Investing Activities
Net cash provided by investing activities was $4.7 million and $3.9 million for the six months ended June 30, 2025 and 2024, respectively. This increase is primarily due to proceeds from the sale of marketable securities.
Financing Activities
During the six months ended June 30, 2025, net cash provided by financing activities was $0.2 million attributable to utilization of our at-the-market facility pursuant to the Sales Agreement. During the six months ended June 30, 2024, net cash provided by financing activities was $8.1 million which was attributable to the entering into a registered direct offering and concurrent private placements, which closed on June 5, 2024.
Liquidity Outlook
We have experienced significant net losses, and we expect to continue to incur net losses for the near future as we work to increase market acceptance of our gammaCore therapy and general wellness and human performance products. We have never been profitable and we have incurred net losses and negative cash used in operations in each year since our inception. We incurred net losses of $7.5 million and $6.2 million and used cash in our operations of $5.0 million and $4.3 million for the six months ended June 30, 2025 and 2024, respectively.
We have historically funded our operations from the sale of our securities.
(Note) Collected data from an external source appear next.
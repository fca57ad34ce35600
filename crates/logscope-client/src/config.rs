use std::time::Duration;

use url::Url;

use logscope_types::ControlCommand;

use crate::error::{ClientError, Result};

/// Default server address
pub const DEFAULT_SERVER: &str = "http://localhost:3000";

/// Default delay before reconnecting after an unexpected close
pub const DEFAULT_RECONNECT_DELAY: Duration = Duration::from_millis(3000);

/// User name the server treats as anonymous; never sent
const ANONYMOUS_USER: &str = "default";

/// Server address, credentials and reconnect timing
#[derive(Clone, Debug, PartialEq, Eq)]
pub struct ConnectionConfig {
    /// `http(s)://`, `ws(s)://` or bare `host:port`
    pub server: String,

    /// Auth token, empty for none
    pub token: String,

    /// User name, empty or "default" for none
    pub user: String,

    pub reconnect_delay: Duration,
}

impl Default for ConnectionConfig {
    fn default() -> Self {
        Self {
            server: DEFAULT_SERVER.to_string(),
            token: String::new(),
            user: String::new(),
            reconnect_delay: DEFAULT_RECONNECT_DELAY,
        }
    }
}

impl ConnectionConfig {
    pub fn new(server: impl Into<String>) -> Self {
        Self {
            server: server.into(),
            ..Self::default()
        }
    }

    pub fn with_token(mut self, token: impl Into<String>) -> Self {
        self.token = token.into();
        self
    }

    pub fn with_user(mut self, user: impl Into<String>) -> Self {
        self.user = user.into();
        self
    }

    pub fn with_reconnect_delay(mut self, delay: Duration) -> Self {
        self.reconnect_delay = delay;
        self
    }

    /// Websocket endpoint: `{ws|wss}://{host}/ws?token=..&user=..`
    pub fn socket_url(&self) -> Result<Url> {
        let mut url = self.server_url()?;
        let scheme = match url.scheme() {
            "http" | "ws" => "ws",
            "https" | "wss" => "wss",
            other => return Err(ClientError::UnsupportedScheme(other.to_string())),
        };
        url.set_scheme(scheme)
            .map_err(|()| ClientError::UnsupportedScheme(url.scheme().to_string()))?;
        self.finish(url, "ws", &[])
    }

    /// Bootstrap history endpoint: `GET /api/logs?limit=N`
    pub fn history_url(&self, limit: usize) -> Result<Url> {
        let url = self.http_url()?;
        self.finish(url, "api/logs", &[("limit", limit.to_string())])
    }

    /// Endpoints to `DELETE` for a remote clear
    pub fn clear_urls(&self, target: ClearTarget) -> Result<Vec<Url>> {
        target
            .resources()
            .iter()
            .map(|resource| {
                let url = self.http_url()?;
                self.finish(url, &format!("api/{resource}"), &[])
            })
            .collect()
    }

    /// Server host and port for display
    pub fn display_host(&self) -> String {
        match self.server_url() {
            Ok(url) => match (url.host_str(), url.port()) {
                (Some(host), Some(port)) => format!("{host}:{port}"),
                (Some(host), None) => host.to_string(),
                _ => self.server.clone(),
            },
            Err(_) => self.server.clone(),
        }
    }

    fn server_url(&self) -> Result<Url> {
        let raw = self.server.trim();
        let candidate = if raw.contains("://") {
            raw.to_string()
        } else {
            format!("http://{raw}")
        };
        Url::parse(&candidate).map_err(|source| ClientError::InvalidServerUrl {
            url: raw.to_string(),
            source,
        })
    }

    fn http_url(&self) -> Result<Url> {
        let mut url = self.server_url()?;
        let scheme = match url.scheme() {
            "http" | "ws" => "http",
            "https" | "wss" => "https",
            other => return Err(ClientError::UnsupportedScheme(other.to_string())),
        };
        url.set_scheme(scheme)
            .map_err(|()| ClientError::UnsupportedScheme(url.scheme().to_string()))?;
        Ok(url)
    }

    /// Append `suffix` to the base path and set the query
    fn finish(&self, mut url: Url, suffix: &str, extra: &[(&str, String)]) -> Result<Url> {
        let base = url.path().trim_end_matches('/').to_string();
        url.set_path(&format!("{base}/{suffix}"));
        url.set_fragment(None);
        url.set_query(None);

        let mut params: Vec<(&str, &str)> = extra.iter().map(|(k, v)| (*k, v.as_str())).collect();
        if !self.token.is_empty() {
            params.push(("token", self.token.as_str()));
        }
        if !self.user.is_empty() && self.user != ANONYMOUS_USER {
            params.push(("user", self.user.as_str()));
        }
        if !params.is_empty() {
            url.query_pairs_mut().extend_pairs(params);
        }
        Ok(url)
    }
}

/// What a clear request removes
#[derive(Clone, Copy, Debug, PartialEq, Eq)]
pub enum ClearTarget {
    Log,
    Watches,
    All,
}

impl ClearTarget {
    fn resources(&self) -> &'static [&'static str] {
        match self {
            Self::Log => &["logs"],
            Self::Watches => &["watches"],
            Self::All => &["logs", "watches"],
        }
    }

    pub fn label(&self) -> &'static str {
        match self {
            Self::Log => "log",
            Self::Watches => "watches",
            Self::All => "log and watches",
        }
    }

    /// The local store command with the same effect
    pub fn command(&self) -> ControlCommand {
        match self {
            Self::Log => ControlCommand::ClearLog,
            Self::Watches => ControlCommand::ClearWatches,
            Self::All => ControlCommand::ClearAll,
        }
    }
}

#[cfg(test)]
mod tests {
    use super::*;

    #[test]
    fn test_socket_url_schemes() {
        let cases = [
            ("http://localhost:3000", "ws://localhost:3000/ws"),
            ("https://logs.example.com", "wss://logs.example.com/ws"),
            ("ws://10.0.0.1:9000", "ws://10.0.0.1:9000/ws"),
            ("wss://secure.example.com/", "wss://secure.example.com/ws"),
            ("localhost:3000", "ws://localhost:3000/ws"),
        ];
        for (server, expected) in cases {
            let url = ConnectionConfig::new(server).socket_url().unwrap();
            assert_eq!(url.as_str(), expected, "server {server}");
        }
    }

    #[test]
    fn test_socket_url_auth_params() {
        let url = ConnectionConfig::new("http://host:1")
            .with_token("abc")
            .with_user("alice")
            .socket_url()
            .unwrap();
        assert_eq!(url.as_str(), "ws://host:1/ws?token=abc&user=alice");
    }

    #[test]
    fn test_default_user_omitted() {
        let url = ConnectionConfig::new("http://host:1")
            .with_user("default")
            .socket_url()
            .unwrap();
        assert_eq!(url.query(), None);
    }

    #[test]
    fn test_path_prefix_kept() {
        let url = ConnectionConfig::new("https://example.com/viewer/")
            .history_url(50)
            .unwrap();
        assert_eq!(url.as_str(), "https://example.com/viewer/api/logs?limit=50");
    }

    #[test]
    fn test_history_url_carries_auth() {
        let url = ConnectionConfig::new("ws://host:2")
            .with_token("t")
            .history_url(1000)
            .unwrap();
        assert_eq!(url.as_str(), "http://host:2/api/logs?limit=1000&token=t");
    }

    #[test]
    fn test_clear_urls() {
        let config = ConnectionConfig::new("http://host:3");
        let all = config.clear_urls(ClearTarget::All).unwrap();
        let paths: Vec<&str> = all.iter().map(|u| u.path()).collect();
        assert_eq!(paths, vec!["/api/logs", "/api/watches"]);
        assert_eq!(config.clear_urls(ClearTarget::Watches).unwrap().len(), 1);
    }

    #[test]
    fn test_invalid_server() {
        assert!(matches!(
            ConnectionConfig::new("ftp://host").socket_url(),
            Err(ClientError::UnsupportedScheme(_))
        ));
        assert!(matches!(
            ConnectionConfig::new("http://").socket_url(),
            Err(ClientError::InvalidServerUrl { .. })
        ));
    }

    #[test]
    fn test_display_host() {
        assert_eq!(ConnectionConfig::new("http://box:3000").display_host(), "box:3000");
        assert_eq!(ConnectionConfig::default().display_host(), "localhost:3000");
    }
}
During the six months ended June 30, 2025, we received net proceeds of approximately $0.2 million from such sales and as of June 30, 2025, our cash, cash equivalents, restricted cash and marketable securities totaled $7.4 million.
On November 29, 2024, we entered into an At The Market Offering Agreement (the “Sales Agreement”) with H.C. Wainwright & Co., LLC (“Wainwright”), whereby the Company may offer and sell shares of its common stock from time to time having an aggregate offering price of up to $20 million by any method deemed to be an “at-the-market” offering as defined in Rule 415 of the Securities Act, or any other method specified in the Sales Agreement. During the six months ended June 30, 2025, the Company sold 14,265 shares of its common stock at a weighted average price of $15.20 per share, net of issuance costs for $0.2 million in net proceeds, pursuant to the Sales Agreement.
On August 4, 2025, we, and our wholly owned subsidiary, NURO, each as borrowers, entered into the Loan and Security Agreement with Avenue that is secured by a lien on substantially all of our assets, including a negative pledge on intellectual property, subject to limited exceptions, pursuant to the Loan and Security Agreement. The Loan and Security Agreement provides for term loans in an aggregate principal amount of up to $12.0 million (the “Loan Amount”) to be delivered in two tranches (the “Term Loans”). The tranches consist of (i) a term loan advanced to the Company on August 4, 2025 in an aggregate principal amount of $7.5 million (“Tranche 1”), and (ii) subject to the achievement of certain performance milestones set forth in the Loan and Security Agreement, a right of the Company to request that Avenue make additional term loan advances to the Company in an aggregate principal amount of up to $4.5 million (“Tranche 2”) which right expires on December 31, 2025.
In 2025, we intend to continue to make targeted investments in sales and marketing to continue driving commercial activities. We have historically funded our operations from the sale of our common stock, and most recently the convertible debt financing with Avenue, and may continue to do so through utilization of the at-the-market facility or other equity or debt transactions if needed. As of the date of this Quarterly Report, the Company had approximately $19.8 million of common stock remaining available for issuance under the Sales Agreement.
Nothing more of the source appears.